Der Anatoly Kolodkin setzte am 8. März von Primorsk ab und transportierte etwa 730.000 Barrel Rohöl. Zunächst gab er ein allgemeines Ziel an, doch die Verfolgungssysteme zeigen, dass er auf dem Weg in die Karibik ist, wobei Analysten auf eine mögliche Ankunft in Matanzas hinweisen.

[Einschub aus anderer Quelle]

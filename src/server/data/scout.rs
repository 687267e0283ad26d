use sea_orm::{
    ActiveModelTrait, ActiveValue, ColumnTrait, ConnectionTrait, DbErr, EntityTrait, QueryFilter,
    QueryOrder,
};
use std::collections::HashMap;

use crate::server::{
    data::group::GroupRepository,
    model::{
        group::Group,
        scout::{Contact, CreateScoutParam, Scout, UpdateScoutParam},
    },
};

/// Repository for the scout aggregate.
///
/// A scout spans three tables: `scouts`, `scout_contacts` and `scout_groups`. Writes
/// touching more than one of them should run on a transaction so a failure leaves no
/// partial aggregate behind.
pub struct ScoutRepository<'a, C: ConnectionTrait> {
    db: &'a C,
}

impl<'a, C: ConnectionTrait> ScoutRepository<'a, C> {
    pub fn new(db: &'a C) -> Self {
        Self { db }
    }

    /// Inserts a scout with its contacts and group associations.
    ///
    /// Referenced groups must exist.
    ///
    /// # Returns
    /// - `Ok(Scout)` - Created scout with version 0
    /// - `Err(DbErr)` - Database error, including foreign key violations for unknown groups
    pub async fn create(&self, params: CreateScoutParam) -> Result<Scout, DbErr> {
        let scout = entity::scout::ActiveModel {
            name: ActiveValue::Set(params.name),
            birth_date: ActiveValue::Set(params.birth_date),
            address: ActiveValue::Set(params.address),
            phone_number: ActiveValue::Set(params.phone_number),
            health_insurance: ActiveValue::Set(params.health_insurance),
            allergy_info: ActiveValue::Set(params.allergy_info),
            vaccination_info: ActiveValue::Set(params.vaccination_info),
            last_updated: ActiveValue::Set(params.last_updated),
            version: ActiveValue::Set(0),
            ..Default::default()
        }
        .insert(self.db)
        .await?;

        self.insert_children(scout.id, params.contacts, &params.group_ids)
            .await?;

        self.find_by_id(scout.id)
            .await?
            .ok_or(DbErr::RecordNotFound(format!(
                "Scout with id {} not found after creation",
                scout.id
            )))
    }

    /// Updates a scout if its stored version still matches, replacing contacts and groups.
    ///
    /// # Returns
    /// - `Ok(Scout)` - Updated scout carrying the incremented version
    /// - `Err(DbErr::RecordNotUpdated)` - Scout is missing or was modified concurrently
    pub async fn update(&self, params: UpdateScoutParam) -> Result<Scout, DbErr> {
        let result = entity::prelude::Scout::update_many()
            .set(entity::scout::ActiveModel {
                name: ActiveValue::Set(params.name),
                birth_date: ActiveValue::Set(params.birth_date),
                address: ActiveValue::Set(params.address),
                phone_number: ActiveValue::Set(params.phone_number),
                health_insurance: ActiveValue::Set(params.health_insurance),
                allergy_info: ActiveValue::Set(params.allergy_info),
                vaccination_info: ActiveValue::Set(params.vaccination_info),
                last_updated: ActiveValue::Set(params.last_updated),
                version: ActiveValue::Set(params.version + 1),
                ..Default::default()
            })
            .filter(entity::scout::Column::Id.eq(params.id))
            .filter(entity::scout::Column::Version.eq(params.version))
            .exec(self.db)
            .await?;

        if result.rows_affected == 0 {
            return Err(DbErr::RecordNotUpdated);
        }

        entity::prelude::ScoutContact::delete_many()
            .filter(entity::scout_contact::Column::ScoutId.eq(params.id))
            .exec(self.db)
            .await?;
        entity::prelude::ScoutGroup::delete_many()
            .filter(entity::scout_group::Column::ScoutId.eq(params.id))
            .exec(self.db)
            .await?;

        self.insert_children(params.id, params.contacts, &params.group_ids)
            .await?;

        self.find_by_id(params.id)
            .await?
            .ok_or(DbErr::RecordNotFound(format!(
                "Scout with id {} not found after update",
                params.id
            )))
    }

    /// Deletes a scout; contacts, group associations and registrations cascade
    pub async fn delete(&self, id: i32) -> Result<(), DbErr> {
        entity::prelude::Scout::delete_by_id(id)
            .exec(self.db)
            .await?;

        Ok(())
    }

    pub async fn find_by_id(&self, id: i32) -> Result<Option<Scout>, DbErr> {
        let Some(scout) = entity::prelude::Scout::find_by_id(id).one(self.db).await? else {
            return Ok(None);
        };

        Ok(self.load(vec![scout]).await?.pop())
    }

    pub async fn find_all(&self) -> Result<Vec<Scout>, DbErr> {
        let scouts = entity::prelude::Scout::find()
            .order_by_asc(entity::scout::Column::Id)
            .all(self.db)
            .await?;

        self.load(scouts).await
    }

    /// Gets scouts whose name equals `name` exactly
    pub async fn find_by_name(&self, name: &str) -> Result<Vec<Scout>, DbErr> {
        let scouts = entity::prelude::Scout::find()
            .filter(entity::scout::Column::Name.eq(name))
            .order_by_asc(entity::scout::Column::Id)
            .all(self.db)
            .await?;

        self.load(scouts).await
    }

    /// Gets the scouts with the given ids ordered by id. Unknown ids are skipped.
    pub async fn find_by_ids(&self, ids: &[i32]) -> Result<Vec<Scout>, DbErr> {
        if ids.is_empty() {
            return Ok(Vec::new());
        }

        let scouts = entity::prelude::Scout::find()
            .filter(entity::scout::Column::Id.is_in(ids.iter().copied()))
            .order_by_asc(entity::scout::Column::Id)
            .all(self.db)
            .await?;

        self.load(scouts).await
    }

    async fn insert_children(
        &self,
        scout_id: i32,
        contacts: Vec<Contact>,
        group_ids: &[i32],
    ) -> Result<(), DbErr> {
        for (order, contact) in contacts.into_iter().enumerate() {
            entity::scout_contact::ActiveModel {
                scout_id: ActiveValue::Set(scout_id),
                contact_order: ActiveValue::Set(order as i32),
                name: ActiveValue::Set(contact.name),
                phone_number: ActiveValue::Set(contact.phone_number),
                email: ActiveValue::Set(contact.email),
                relationship: ActiveValue::Set(contact.relationship),
            }
            .insert(self.db)
            .await?;
        }

        let mut seen = Vec::with_capacity(group_ids.len());
        for &group_id in group_ids {
            if seen.contains(&group_id) {
                continue;
            }
            seen.push(group_id);

            entity::scout_group::ActiveModel {
                scout_id: ActiveValue::Set(scout_id),
                group_id: ActiveValue::Set(group_id),
            }
            .insert(self.db)
            .await?;
        }

        Ok(())
    }

    /// Assembles aggregates for the given scout rows, keeping their order.
    ///
    /// Runs one query per child table regardless of how many scouts are loaded.
    async fn load(&self, scouts: Vec<entity::scout::Model>) -> Result<Vec<Scout>, DbErr> {
        if scouts.is_empty() {
            return Ok(Vec::new());
        }

        let scout_ids: Vec<i32> = scouts.iter().map(|s| s.id).collect();

        let contacts = entity::prelude::ScoutContact::find()
            .filter(entity::scout_contact::Column::ScoutId.is_in(scout_ids.clone()))
            .order_by_asc(entity::scout_contact::Column::ScoutId)
            .order_by_asc(entity::scout_contact::Column::ContactOrder)
            .all(self.db)
            .await?;

        let links = entity::prelude::ScoutGroup::find()
            .filter(entity::scout_group::Column::ScoutId.is_in(scout_ids))
            .all(self.db)
            .await?;

        let group_ids: Vec<i32> = links.iter().map(|l| l.group_id).collect();
        let groups: HashMap<i32, Group> = GroupRepository::new(self.db)
            .find_by_ids(&group_ids)
            .await?
            .into_iter()
            .map(|g| (g.id, g))
            .collect();

        let mut contacts_by_scout: HashMap<i32, Vec<entity::scout_contact::Model>> =
            HashMap::new();
        for contact in contacts {
            contacts_by_scout
                .entry(contact.scout_id)
                .or_default()
                .push(contact);
        }

        let mut groups_by_scout: HashMap<i32, Vec<Group>> = HashMap::new();
        for link in links {
            if let Some(group) = groups.get(&link.group_id) {
                groups_by_scout
                    .entry(link.scout_id)
                    .or_default()
                    .push(group.clone());
            }
        }

        Ok(scouts
            .into_iter()
            .map(|scout| {
                let contacts = contacts_by_scout.remove(&scout.id).unwrap_or_default();
                let mut groups = groups_by_scout.remove(&scout.id).unwrap_or_default();
                groups.sort_by_key(|g| g.id);
                Scout::from_entity(scout, contacts, groups)
            })
            .collect())
    }
}
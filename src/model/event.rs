use chrono::NaiveDate;
use serde::{Deserialize, Serialize};
use utoipa::ToSchema;

use crate::model::group::GroupDto;

#[derive(Serialize, Deserialize, PartialEq, Clone, Debug, ToSchema)]
pub struct EventDto {
    pub id: i32,
    pub version: i64,
    pub name: String,
    pub start_date: NaiveDate,
    pub end_date: NaiveDate,
    pub meeting_point: String,
    pub location: String,
    /// Empty when the event is open to every group.
    pub participating_groups: Vec<GroupDto>,
    pub cost: String,
    pub additional_info: String,
}

#[derive(Serialize, Deserialize, PartialEq, Clone, Debug, ToSchema)]
pub struct CreateEventDto {
    pub name: String,
    pub start_date: NaiveDate,
    pub end_date: NaiveDate,
    #[serde(default)]
    pub meeting_point: String,
    pub location: String,
    #[serde(default)]
    pub group_ids: Vec<i32>,
    #[serde(default)]
    pub cost: String,
    #[serde(default)]
    pub additional_info: String,
}

#[derive(Serialize, Deserialize, PartialEq, Clone, Debug, ToSchema)]
pub struct UpdateEventDto {
    pub name: String,
    pub start_date: NaiveDate,
    pub end_date: NaiveDate,
    #[serde(default)]
    pub meeting_point: String,
    pub location: String,
    #[serde(default)]
    pub group_ids: Vec<i32>,
    #[serde(default)]
    pub cost: String,
    #[serde(default)]
    pub additional_info: String,
    pub version: i64,
}
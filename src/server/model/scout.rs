//! Scout domain models and parameters.
//!
//! A scout is an aggregate of the `scouts` row, its ordered emergency contacts and
//! its group memberships. Repositories assemble the aggregate from the three tables
//! and hand it to the service layer as a single [`Scout`].

use chrono::NaiveDate;

use crate::{
    model::scout::{ContactDto, CreateScoutDto, ScoutDto, UpdateScoutDto},
    server::model::group::Group,
};

/// Emergency contact of a scout. Position in the scout's list is significant.
#[derive(Debug, Clone, PartialEq)]
pub struct Contact {
    pub name: String,
    pub phone_number: String,
    pub email: String,
    pub relationship: String,
}

impl Contact {
    pub fn from_entity(entity: entity::scout_contact::Model) -> Self {
        Self {
            name: entity.name,
            phone_number: entity.phone_number,
            email: entity.email,
            relationship: entity.relationship,
        }
    }

    pub fn from_dto(dto: ContactDto) -> Self {
        Self {
            name: dto.name,
            phone_number: dto.phone_number,
            email: dto.email,
            relationship: dto.relationship,
        }
    }

    pub fn into_dto(self) -> ContactDto {
        ContactDto {
            name: self.name,
            phone_number: self.phone_number,
            email: self.email,
            relationship: self.relationship,
        }
    }
}

#[derive(Debug, Clone, PartialEq)]
pub struct Scout {
    pub id: i32,
    pub version: i64,
    pub name: String,
    pub birth_date: NaiveDate,
    pub address: String,
    pub phone_number: String,
    pub health_insurance: String,
    pub allergy_info: String,
    pub vaccination_info: String,
    /// Contacts in insertion order.
    pub contacts: Vec<Contact>,
    /// Groups ordered by id, without duplicates.
    pub groups: Vec<Group>,
    pub last_updated: NaiveDate,
}

impl Scout {
    /// Converts the scout row and its already loaded children to a domain model.
    ///
    /// # Arguments
    /// - `entity` - The scout row
    /// - `contacts` - Contact rows of this scout, ordered by `contact_order`
    /// - `groups` - Groups the scout belongs to
    pub fn from_entity(
        entity: entity::scout::Model,
        contacts: Vec<entity::scout_contact::Model>,
        groups: Vec<Group>,
    ) -> Self {
        Self {
            id: entity.id,
            version: entity.version,
            name: entity.name,
            birth_date: entity.birth_date,
            address: entity.address,
            phone_number: entity.phone_number,
            health_insurance: entity.health_insurance,
            allergy_info: entity.allergy_info,
            vaccination_info: entity.vaccination_info,
            contacts: contacts.into_iter().map(Contact::from_entity).collect(),
            groups,
            last_updated: entity.last_updated,
        }
    }

    pub fn into_dto(self) -> ScoutDto {
        ScoutDto {
            id: self.id,
            version: self.version,
            name: self.name,
            birth_date: self.birth_date,
            address: self.address,
            phone_number: self.phone_number,
            health_insurance: self.health_insurance,
            allergy_info: self.allergy_info,
            vaccination_info: self.vaccination_info,
            contacts: self.contacts.into_iter().map(Contact::into_dto).collect(),
            groups: self.groups.into_iter().map(Group::into_dto).collect(),
            last_updated: self.last_updated,
        }
    }
}

#[derive(Debug, Clone)]
pub struct CreateScoutParam {
    pub name: String,
    pub birth_date: NaiveDate,
    pub address: String,
    pub phone_number: String,
    pub health_insurance: String,
    pub allergy_info: String,
    pub vaccination_info: String,
    pub contacts: Vec<Contact>,
    pub group_ids: Vec<i32>,
    pub last_updated: NaiveDate,
}

impl CreateScoutParam {
    /// Converts the request body. `last_updated` is stamped by the service.
    pub fn from_dto(dto: CreateScoutDto) -> Self {
        Self {
            name: dto.name,
            birth_date: dto.birth_date,
            address: dto.address,
            phone_number: dto.phone_number,
            health_insurance: dto.health_insurance,
            allergy_info: dto.allergy_info,
            vaccination_info: dto.vaccination_info,
            contacts: dto.contacts.into_iter().map(Contact::from_dto).collect(),
            group_ids: dto.group_ids,
            last_updated: NaiveDate::MIN,
        }
    }
}

#[derive(Debug, Clone)]
pub struct UpdateScoutParam {
    pub id: i32,
    pub version: i64,
    pub name: String,
    pub birth_date: NaiveDate,
    pub address: String,
    pub phone_number: String,
    pub health_insurance: String,
    pub allergy_info: String,
    pub vaccination_info: String,
    /// Replaces the stored contact list.
    pub contacts: Vec<Contact>,
    /// Replaces the stored group memberships.
    pub group_ids: Vec<i32>,
    pub last_updated: NaiveDate,
}

impl UpdateScoutParam {
    /// Converts the request body. `last_updated` is stamped by the service.
    pub fn from_dto(id: i32, dto: UpdateScoutDto) -> Self {
        Self {
            id,
            version: dto.version,
            name: dto.name,
            birth_date: dto.birth_date,
            address: dto.address,
            phone_number: dto.phone_number,
            health_insurance: dto.health_insurance,
            allergy_info: dto.allergy_info,
            vaccination_info: dto.vaccination_info,
            contacts: dto.contacts.into_iter().map(Contact::from_dto).collect(),
            group_ids: dto.group_ids,
            last_updated: NaiveDate::MIN,
        }
    }
}
use sea_orm::entity::prelude::*;

#[derive(Clone, Debug, PartialEq, Eq, DeriveEntityModel)]
#[sea_orm(table_name = "scouts")]
pub struct Model {
    #[sea_orm(primary_key)]
    pub id: i32,
    pub name: String,
    pub birth_date: Date,
    pub address: String,
    pub phone_number: String,
    pub health_insurance: String,
    pub allergy_info: String,
    pub vaccination_info: String,
    pub last_updated: Date,
    pub version: i64,
}

#[derive(Copy, Clone, Debug, EnumIter, DeriveRelation)]
pub enum Relation {
    #[sea_orm(has_many = "super::scout_contact::Entity")]
    ScoutContact,
    #[sea_orm(has_many = "super::scout_group::Entity")]
    ScoutGroup,
    #[sea_orm(has_many = "super::registration::Entity")]
    Registration,
}

impl Related<super::scout_contact::Entity> for Entity {
    fn to() -> RelationDef {
        Relation::ScoutContact.def()
    }
}

impl Related<super::scout_group::Entity> for Entity {
    fn to() -> RelationDef {
        Relation::ScoutGroup.def()
    }
}

impl Related<super::registration::Entity> for Entity {
    fn to() -> RelationDef {
        Relation::Registration.def()
    }
}

impl ActiveModelBehavior for ActiveModel {}
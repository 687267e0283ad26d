use sea_orm::DatabaseConnection;
use tracing_subscriber::EnvFilter;

use crate::server::{config::Config, error::AppError};

const DEFAULT_LOG_FILTER: &str = "info,sqlx=warn";

/// Installs the global tracing subscriber.
///
/// The filter comes from `RUST_LOG` when set and defaults to `info,sqlx=warn`.
pub fn init_tracing() {
    let filter =
        EnvFilter::try_from_default_env().unwrap_or_else(|_| EnvFilter::new(DEFAULT_LOG_FILTER));

    tracing_subscriber::fmt().with_env_filter(filter).init();
}

/// Connects to the database and runs pending migrations.
///
/// Establishes a connection pool sized by `DATABASE_MAX_CONNECTIONS`, then applies all
/// pending SeaORM migrations so the schema is current before any request is served.
///
/// # Arguments
/// - `config` - Application configuration containing the database URL and pool size
///
/// # Returns
/// - `Ok(DatabaseConnection)` - Connected database with migrations applied
/// - `Err(AppError)` - Failed to connect to database or run migrations
pub async fn connect_to_database(config: &Config) -> Result<DatabaseConnection, AppError> {
    use migration::{Migrator, MigratorTrait};
    use sea_orm::{ConnectOptions, Database};

    let mut opt = ConnectOptions::new(&config.database_url);
    opt.max_connections(config.database_max_connections)
        .sqlx_logging(false);

    let db = Database::connect(opt).await?;

    Migrator::up(&db, None).await?;

    tracing::info!("Database migrations applied");

    Ok(db)
}

/// Resolves when the process receives Ctrl-C or, on Unix, SIGTERM.
pub async fn shutdown_signal() {
    let ctrl_c = async {
        if let Err(e) = tokio::signal::ctrl_c().await {
            tracing::error!("Failed to listen for Ctrl-C: {}", e);
            std::future::pending::<()>().await;
        }
    };

    #[cfg(unix)]
    let terminate = async {
        match tokio::signal::unix::signal(tokio::signal::unix::SignalKind::terminate()) {
            Ok(mut signal) => {
                signal.recv().await;
            }
            Err(e) => {
                tracing::error!("Failed to listen for SIGTERM: {}", e);
                std::future::pending::<()>().await;
            }
        }
    };

    #[cfg(not(unix))]
    let terminate = std::future::pending::<()>();

    tokio::select! {
        _ = ctrl_c => {},
        _ = terminate => {},
    }

    tracing::info!("Shutdown signal received");
}

/// Connects to a fresh in-memory SQLite database through `connect_to_database`.
///
/// The schema comes from the migrations rather than the entity definitions, so tests
/// using it see the same indexes and foreign keys as a deployed database.
#[cfg(test)]
pub(crate) async fn connect_to_migrated_test_database() -> Result<DatabaseConnection, AppError> {
    connect_to_database(&Config {
        database_url: "sqlite::memory:".to_string(),
        bind_address: String::new(),
        database_max_connections: 1,
    })
    .await
}
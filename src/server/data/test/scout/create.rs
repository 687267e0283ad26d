use super::*;

/// Tests creating a scout with contacts and groups.
///
/// Verifies that every field round-trips through the three scout tables, contacts keep
/// their order and groups come back ordered by id.
///
/// Expected: Ok with the complete aggregate at version 0
#[tokio::test]
async fn creates_scout_aggregate() -> Result<(), DbErr> {
    let test = TestBuilder::new().with_scout_tables().build().await.unwrap();
    let db = test.db.as_ref().unwrap();

    let first = factory::create_group(db).await?;
    let second = factory::create_group(db).await?;

    let repo = ScoutRepository::new(db);
    let scout = repo
        .create(create_params(
            "John Doe",
            vec![contact("Mary"), contact("Adam"), contact("Zoe")],
            vec![second.id, first.id],
        ))
        .await?;

    assert_eq!(scout.version, 0);
    assert_eq!(scout.name, "John Doe");
    assert_eq!(scout.allergy_info, "Peanuts");
    let contact_names: Vec<&str> = scout.contacts.iter().map(|c| c.name.as_str()).collect();
    assert_eq!(contact_names, vec!["Mary", "Adam", "Zoe"]);
    let group_ids: Vec<i32> = scout.groups.iter().map(|g| g.id).collect();
    assert_eq!(group_ids, vec![first.id, second.id]);

    let found = repo.find_by_id(scout.id).await?;
    assert_eq!(found, Some(scout));

    Ok(())
}

/// Tests that a repeated group id is stored once.
///
/// Expected: Ok with a single group association
#[tokio::test]
async fn ignores_duplicate_group_ids() -> Result<(), DbErr> {
    let test = TestBuilder::new().with_scout_tables().build().await.unwrap();
    let db = test.db.as_ref().unwrap();

    let group = factory::create_group(db).await?;

    let scout = ScoutRepository::new(db)
        .create(create_params(
            "Emma Smith",
            vec![contact("Lisa")],
            vec![group.id, group.id],
        ))
        .await?;

    assert_eq!(scout.groups.len(), 1);
    assert_eq!(entity::prelude::ScoutGroup::find().count(db).await?, 1);

    Ok(())
}

/// Tests creating a scout that references a missing group.
///
/// Expected: Err from the foreign key constraint
#[tokio::test]
async fn fails_for_unknown_group() -> Result<(), DbErr> {
    let test = TestBuilder::new().with_scout_tables().build().await.unwrap();
    let db = test.db.as_ref().unwrap();

    let result = ScoutRepository::new(db)
        .create(create_params("Max", vec![contact("Eva")], vec![404]))
        .await;

    assert!(result.is_err());

    Ok(())
}
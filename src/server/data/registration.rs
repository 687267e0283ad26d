use sea_orm::{
    ActiveModelTrait, ActiveValue, ColumnTrait, ConnectionTrait, DbErr, EntityTrait,
    PaginatorTrait, QueryFilter, QueryOrder,
};
use std::collections::HashMap;

use crate::server::{
    data::{event::EventRepository, scout::ScoutRepository},
    model::{
        event::Event,
        registration::{CreateRegistrationParam, Registration, UpdateRegistrationParam},
        scout::Scout,
    },
};

pub struct RegistrationRepository<'a, C: ConnectionTrait> {
    db: &'a C,
}

impl<'a, C: ConnectionTrait> RegistrationRepository<'a, C> {
    pub fn new(db: &'a C) -> Self {
        Self { db }
    }

    /// Inserts a registration and returns it with its scout and event loaded.
    ///
    /// # Returns
    /// - `Ok(Registration)` - Created registration with version 0
    /// - `Err(DbErr)` - Database error, including a unique violation when the scout is
    ///   already registered for the event
    pub async fn create(&self, params: CreateRegistrationParam) -> Result<Registration, DbErr> {
        let registration = entity::registration::ActiveModel {
            scout_id: ActiveValue::Set(params.scout_id),
            event_id: ActiveValue::Set(params.event_id),
            note: ActiveValue::Set(params.note),
            status: ActiveValue::Set(params.status.as_str().to_string()),
            registration_date: ActiveValue::Set(params.registration_date),
            account_id: ActiveValue::Set(params.account_id),
            version: ActiveValue::Set(0),
            ..Default::default()
        }
        .insert(self.db)
        .await?;

        self.find_by_id(registration.id)
            .await?
            .ok_or(DbErr::RecordNotFound(format!(
                "Registration with id {} not found after creation",
                registration.id
            )))
    }

    /// Updates note, status and account id if the stored version still matches.
    ///
    /// Scout, event and registration date are never written.
    ///
    /// # Returns
    /// - `Ok(Registration)` - Updated registration carrying the incremented version
    /// - `Err(DbErr::RecordNotUpdated)` - Registration is missing or was modified concurrently
    pub async fn update(&self, params: UpdateRegistrationParam) -> Result<Registration, DbErr> {
        let result = entity::prelude::Registration::update_many()
            .set(entity::registration::ActiveModel {
                note: ActiveValue::Set(params.note),
                status: ActiveValue::Set(params.status.as_str().to_string()),
                account_id: ActiveValue::Set(params.account_id),
                version: ActiveValue::Set(params.version + 1),
                ..Default::default()
            })
            .filter(entity::registration::Column::Id.eq(params.id))
            .filter(entity::registration::Column::Version.eq(params.version))
            .exec(self.db)
            .await?;

        if result.rows_affected == 0 {
            return Err(DbErr::RecordNotUpdated);
        }

        self.find_by_id(params.id)
            .await?
            .ok_or(DbErr::RecordNotFound(format!(
                "Registration with id {} not found after update",
                params.id
            )))
    }

    pub async fn delete(&self, id: i32) -> Result<(), DbErr> {
        entity::prelude::Registration::delete_by_id(id)
            .exec(self.db)
            .await?;

        Ok(())
    }

    pub async fn find_by_id(&self, id: i32) -> Result<Option<Registration>, DbErr> {
        let Some(registration) = entity::prelude::Registration::find_by_id(id)
            .one(self.db)
            .await?
        else {
            return Ok(None);
        };

        Ok(self.load(vec![registration]).await?.pop())
    }

    pub async fn find_by_event_id(&self, event_id: i32) -> Result<Vec<Registration>, DbErr> {
        let registrations = entity::prelude::Registration::find()
            .filter(entity::registration::Column::EventId.eq(event_id))
            .order_by_asc(entity::registration::Column::Id)
            .all(self.db)
            .await?;

        self.load(registrations).await
    }

    pub async fn find_by_scout_id(&self, scout_id: i32) -> Result<Vec<Registration>, DbErr> {
        let registrations = entity::prelude::Registration::find()
            .filter(entity::registration::Column::ScoutId.eq(scout_id))
            .order_by_asc(entity::registration::Column::Id)
            .all(self.db)
            .await?;

        self.load(registrations).await
    }

    pub async fn exists_by_event_and_scout(
        &self,
        event_id: i32,
        scout_id: i32,
    ) -> Result<bool, DbErr> {
        let count = entity::prelude::Registration::find()
            .filter(entity::registration::Column::EventId.eq(event_id))
            .filter(entity::registration::Column::ScoutId.eq(scout_id))
            .count(self.db)
            .await?;

        Ok(count > 0)
    }

    /// Loads the scout and event aggregates referenced by the given rows.
    ///
    /// Foreign keys guarantee both exist; a missing one means the rows changed
    /// underneath this read and is reported as `DbErr::RecordNotFound`.
    async fn load(
        &self,
        registrations: Vec<entity::registration::Model>,
    ) -> Result<Vec<Registration>, DbErr> {
        if registrations.is_empty() {
            return Ok(Vec::new());
        }

        let mut scout_ids: Vec<i32> = registrations.iter().map(|r| r.scout_id).collect();
        scout_ids.sort_unstable();
        scout_ids.dedup();
        let mut event_ids: Vec<i32> = registrations.iter().map(|r| r.event_id).collect();
        event_ids.sort_unstable();
        event_ids.dedup();

        let scouts: HashMap<i32, Scout> = ScoutRepository::new(self.db)
            .find_by_ids(&scout_ids)
            .await?
            .into_iter()
            .map(|s| (s.id, s))
            .collect();
        let events: HashMap<i32, Event> = EventRepository::new(self.db)
            .find_by_ids(&event_ids)
            .await?
            .into_iter()
            .map(|e| (e.id, e))
            .collect();

        registrations
            .into_iter()
            .map(|registration| {
                let scout = scouts.get(&registration.scout_id).cloned().ok_or_else(|| {
                    DbErr::RecordNotFound(format!(
                        "Scout with id {} not found for registration {}",
                        registration.scout_id, registration.id
                    ))
                })?;
                let event = events.get(&registration.event_id).cloned().ok_or_else(|| {
                    DbErr::RecordNotFound(format!(
                        "Event with id {} not found for registration {}",
                        registration.event_id, registration.id
                    ))
                })?;

                Registration::from_entity(registration, scout, event)
            })
            .collect()
    }
}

Die technischen Daten des Schiffes unterstreichen das Ausmaß der Operation. Es handelt sich um einen Tanker mit einer Länge von 250 Metern, einem Tiefgang von 13,3 Metern und der Fähigkeit, große Mengen Öl zu transportieren.

Sein letzter Standort befand sich im Atlantik, nordöstlich der Karibik, mit Kurs 223°.

Die Lieferung erfolgt in einem kritischen Kontext für Kuba, in dem der Mangel an Treibstoff kontinuierliche Stromausfälle und eine sichtbare Verschlechterung des Alltags verursacht hat.

Die Insel erhält seit Januar keine Öllieferungen mehr, nach dem Zusammenbruch der venezolanischen Versorgung und den zusätzlichen Einschränkungen, die von Washington auferlegt wurden.

Russland verteidigte den Versand von Öl nach Kuba als „humanitäre Hilfe“, während die Vereinigten Staaten Sanktionen aufrechterhalten, die diese Art von Geschäften verbieten.

Allerdings würde das Abfangen des Schiffes in internationalen Gewässern rechtliche Risiken und eine mögliche Eskalation mit Moskau mit sich bringen.

Für die Administration von Donald Trump ist das Szenario komplex: Eine Erlaubnis für die Lieferung würde die Energiekrise in Kuba teilweise lindern, aber den Druck auf das Regime schwächen. Eine Verhinderung könnte einen neuen internationalen Spannungsbogen eröffnen, in einem Moment, der bereits von globalen Konflikten geprägt ist.

Während der Öltanker in Richtung Karibik fährt, wird die Fragilität des kubanischen Energiesystems und seine Abhängigkeit von externen Verbündeten erneut offensichtlich, inmitten einer Krise, die die Bevölkerung weiterhin direkt trifft.